Le mystère Marie-Madeleine

par
Bertali

Antonio BERTALI
(1605 - 1669)
La Maddalena
Oeuvres de Claudio Monteverdi, Alessandro Guivizzani, Muzio Effrem et Salomone Rossi
Scherzi Musicali, dir.: Nicolas ACHTEN
2016-DDD-67'42-Textes de présentation en anglais, français et allemand-Ricercar RIC 367

Bien que cela ne saute pas aux yeux au premier abord, cette nouvelle parution Ricercar nous présente deux oeuvres complètes, faces très différentes d'une même médaille. Pièce de théâtre pour la première, oratorio pour la deuxième, elles ont un sujet commun: le personnage de Marie-Madeleine. Un long poème écrit par Giovan Battista Andreini en 1610 sert de base à une représentation théâtrale en cinq actes présentée à Mantoue en 1617. Les intermèdes musicaux, dus à pas moins de quatre compositeurs différents, sont rassemblés ici.
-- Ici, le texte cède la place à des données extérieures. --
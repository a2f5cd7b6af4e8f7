//! Controller input tracking.
//!
//! `SimpleJoystick` wraps the raw state a controller driver reports each cycle
//! (axes plus a held-button mask) and derives the edge and latch signals the
//! drive pipeline reads through [`ControllerInput`].

use serde::{Deserialize, Serialize};

/// Named buttons, numbered as on the Logitech Extreme 3D Pro.
#[derive(Debug, Clone, Copy, PartialEq, Eq, Hash, Serialize, Deserialize)]
#[serde(rename_all = "snake_case")]
pub enum Button {
    /// Hold to spin left at throttle voltage.
    RotateLeft,
    /// Hold to spin right at throttle voltage.
    RotateRight,
    /// Toggle to hold the current drive output.
    Freeze,
    /// Toggle to multiply drive voltage.
    Turbo,
    /// Press to lock or unlock the camera tilt (secondary stick).
    CameraLock,
}

impl Button {
    /// Hardware button number (1-based).
    pub const fn id(self) -> u8 {
        match self {
            Self::RotateLeft => 3,
            Self::RotateRight => 4,
            Self::Freeze => 7,
            Self::Turbo => 8,
            Self::CameraLock => 10,
        }
    }

    const fn mask(self) -> u16 {
        1 << (self.id() - 1)
    }
}

/// Per-cycle input collaborator for the drive pipeline.
pub trait ControllerInput {
    /// Primary stick position `(x, y)`.
    fn stick(&self) -> (f32, f32);

    /// Raw twist axis.
    fn twist(&self) -> f32;

    /// Raw throttle axis.
    fn throttle(&self) -> f32;

    /// Whether `button` is held this cycle.
    fn is_pressed(
        &self,
        button: Button,
    ) -> bool;

    /// Latched state of `button`, flipped on every press.
    fn is_toggled(
        &self,
        button: Button,
    ) -> bool;
}

/// Raw controller state as reported by the driver.
///
/// Bit `n - 1` of `buttons` is set while hardware button `n` is held.
#[derive(Debug, Clone, Copy, Default, PartialEq)]
pub struct RawJoystick {
    pub x: f32,
    pub y: f32,
    pub twist: f32,
    pub throttle: f32,
    pub buttons: u16,
}

impl RawJoystick {
    /// Mark `button` as held.
    pub fn with_held(
        mut self,
        button: Button,
    ) -> Self {
        self.buttons |= button.mask();
        self
    }

    pub fn held(
        &self,
        button: Button,
    ) -> bool {
        self.buttons & button.mask() != 0
    }
}

/// Edge and latch tracker for one controller.
///
/// Call [`SimpleJoystick::update`] exactly once per cycle, before reading.
#[derive(Debug, Clone, Default)]
pub struct SimpleJoystick {
    raw: RawJoystick,
    rising: u16,
    latched: u16,
}

impl SimpleJoystick {
    pub fn new() -> Self {
        Self::default()
    }

    /// Poll a new raw state, recording rising edges and flipping latches.
    pub fn update(
        &mut self,
        raw: RawJoystick,
    ) {
        self.rising = raw.buttons & !self.raw.buttons;
        self.latched ^= self.rising;
        self.raw = raw;
    }

    /// Whether `button` went down since the previous poll.
    pub fn was_pressed(
        &self,
        button: Button,
    ) -> bool {
        self.rising & button.mask() != 0
    }

    pub fn raw(&self) -> &RawJoystick {
        &self.raw
    }
}

impl ControllerInput for SimpleJoystick {
    fn stick(&self) -> (f32, f32) {
        (self.raw.x, self.raw.y)
    }

    fn twist(&self) -> f32 {
        self.raw.twist
    }

    fn throttle(&self) -> f32 {
        self.raw.throttle
    }

    fn is_pressed(
        &self,
        button: Button,
    ) -> bool {
        self.raw.held(button)
    }

    fn is_toggled(
        &self,
        button: Button,
    ) -> bool {
        self.latched & button.mask() != 0
    }
}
Claudio Monteverdi ouvre le bal avec un prologue qui rappelle beaucoup celui du célèbre Orfeo, d'une dizaine d'années antérieur. Lui succèdent deux courtes pièces de Muzio Effrem, l'aîné des quatre né en 1555 et un moment au service de Gesualdo, une autre de Alessandro Guivizzani qui épousa la fille de Giulio Caccini et la dernière de Salomone Rossi, seul mantouan de souche parmi les quatre. L'ensemble est cohérent, brillant à souhait, avec un style madrigalesque très marqué. Tout différent est l'oratorio d'Antonio Bertali. Né à Vérone en 1605, celui-ci fit une bonne partie de sa carrière à Vienne, à la cour de Ferdinand II dont il deviendra le Kapellmeister en 1649. Il est considéré comme le fondateur de l'école autrichienne de violon, dont les plus célèbres représentants auront pour nom Schmelzer et Biber. Et si Bertali est passé à la postérité, c'est avant tout pour sa célèbre Ciaconna. Pourtant, son oeuvre, bien oubliée, est immense: pas moins de 12 opéras, 33 messes, 8 requiems, 5 oratorios, pour ne rester que dans le domaine vocal. D'un caractère très introspectif, La Maddalena est introduite par une sinfonia instrumentale aux couleurs sombres qui instaurent un climat d'emblée douloureux, proche de la déploration. Les trois parties de l'oratorio proprement dit se partagent entre un dialogue allégorique entre le Repentir et l'Amour envers Dieu, un acte centré sur Marie et Marie-Madeleine et une dernière section où interviennent deux pêcheurs, bientôt rejoints par les deux personnages précédents. La variété des styles de composition évite toute monotonie et l'ensemble impressionne par sa qualité et la subtilité de l'écriture. Interprétation sans faille de Scherzi Musicali et Nicolas Achten, toute en nuances. Les « Quelques clés d'écoute » de ce dernier, incluses dans le livret, seront d'un grand secours au mélomane pour entrer plus avant dans cet univers qui ne révèle pas instantanément toutes ses richesses.